(Saved entries)
pub mod clusters;
pub mod console;
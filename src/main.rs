mod commands;

use clap::Parser;
use newscluster::cli::{Cli, Commands};
use newscluster::config::Config;
use newscluster::error::Result;

use commands::dense::cmd_dense;
use commands::embed::cmd_embed;
use commands::similar::cmd_similar;
use commands::stats::cmd_stats;
use commands::summarize::cmd_summarize;

fn main() -> Result<()> {
    let cli = Cli::parse();
    let config = Config::load(cli.data_dir.as_deref())?;

    if cli.verbose {
        eprintln!("data dir: {}", config.data_dir.display());
    }

    match cli.command {
        Commands::Embed { url, provider } => {
            cmd_embed(&config, url.as_deref(), provider.as_deref())
        }
        Commands::Similar { id, top } => cmd_similar(&config, id, top),
        Commands::Dense {
            distance,
            neighbors,
            out,
            timeout_secs,
        } => cmd_dense(
            &config,
            distance,
            neighbors,
            out.as_deref(),
            timeout_secs,
            cli.verbose,
        ),
        Commands::Summarize {
            input,
            out,
            model,
            lang,
        } => cmd_summarize(
            &config,
            input.as_deref(),
            out.as_deref(),
            model.as_deref(),
            lang.as_deref(),
        ),
        Commands::Stats => cmd_stats(&config),
    }
}
use super::{cosine_similarity, Neighbor, Record};
use crate::error::{NewsError, Result};
use std::cmp::Ordering;

/// Rank `candidates` by cosine similarity to `query` and keep the best `k`.
///
/// The record whose id equals `exclude_id` is skipped. Equal scores keep
/// their input order. `k == 0` is rejected rather than silently replaced by
/// a default; callers that want a default pick it before calling.
pub fn top_k<'a, M>(
    query: &[f32],
    candidates: &'a [Record<M>],
    k: usize,
    exclude_id: Option<&str>,
) -> Result<Vec<Neighbor<'a, M>>> {
    if k == 0 {
        return Err(NewsError::invalid("k", "must be greater than zero"));
    }

    let mut results = candidates
        .iter()
        .filter(|record| exclude_id != Some(record.id.as_str()))
        .map(|record| {
            let similarity = cosine_similarity(query, &record.vector)?;
            Ok(Neighbor::scored(record, similarity))
        })
        .collect::<Result<Vec<_>>>()?;

    // Stable sort, descending
    results.sort_by(|a, b| {
        b.similarity
            .partial_cmp(&a.similarity)
            .unwrap_or(Ordering::Equal)
    });
    results.truncate(k);

    Ok(results)
}

/// Find the `k` records most similar to the record with id `id`, excluding
/// that record itself.
pub fn similar_to<'a, M>(
    id: &str,
    candidates: &'a [Record<M>],
    k: usize,
) -> Result<(&'a Record<M>, Vec<Neighbor<'a, M>>)> {
    let reference = candidates
        .iter()
        .find(|record| record.id == id)
        .ok_or_else(|| NewsError::UnknownId(id.to_string()))?;

    let ranked = top_k(&reference.vector, candidates, k, Some(&reference.id))?;
    Ok((reference, ranked))
}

▶ [What to do] Wherever the string "that" appears in the records above, copy the line it sits in.

▶ [Output for this exercise]
/// a default; callers that want a default pick it before calling.
/// that record itself.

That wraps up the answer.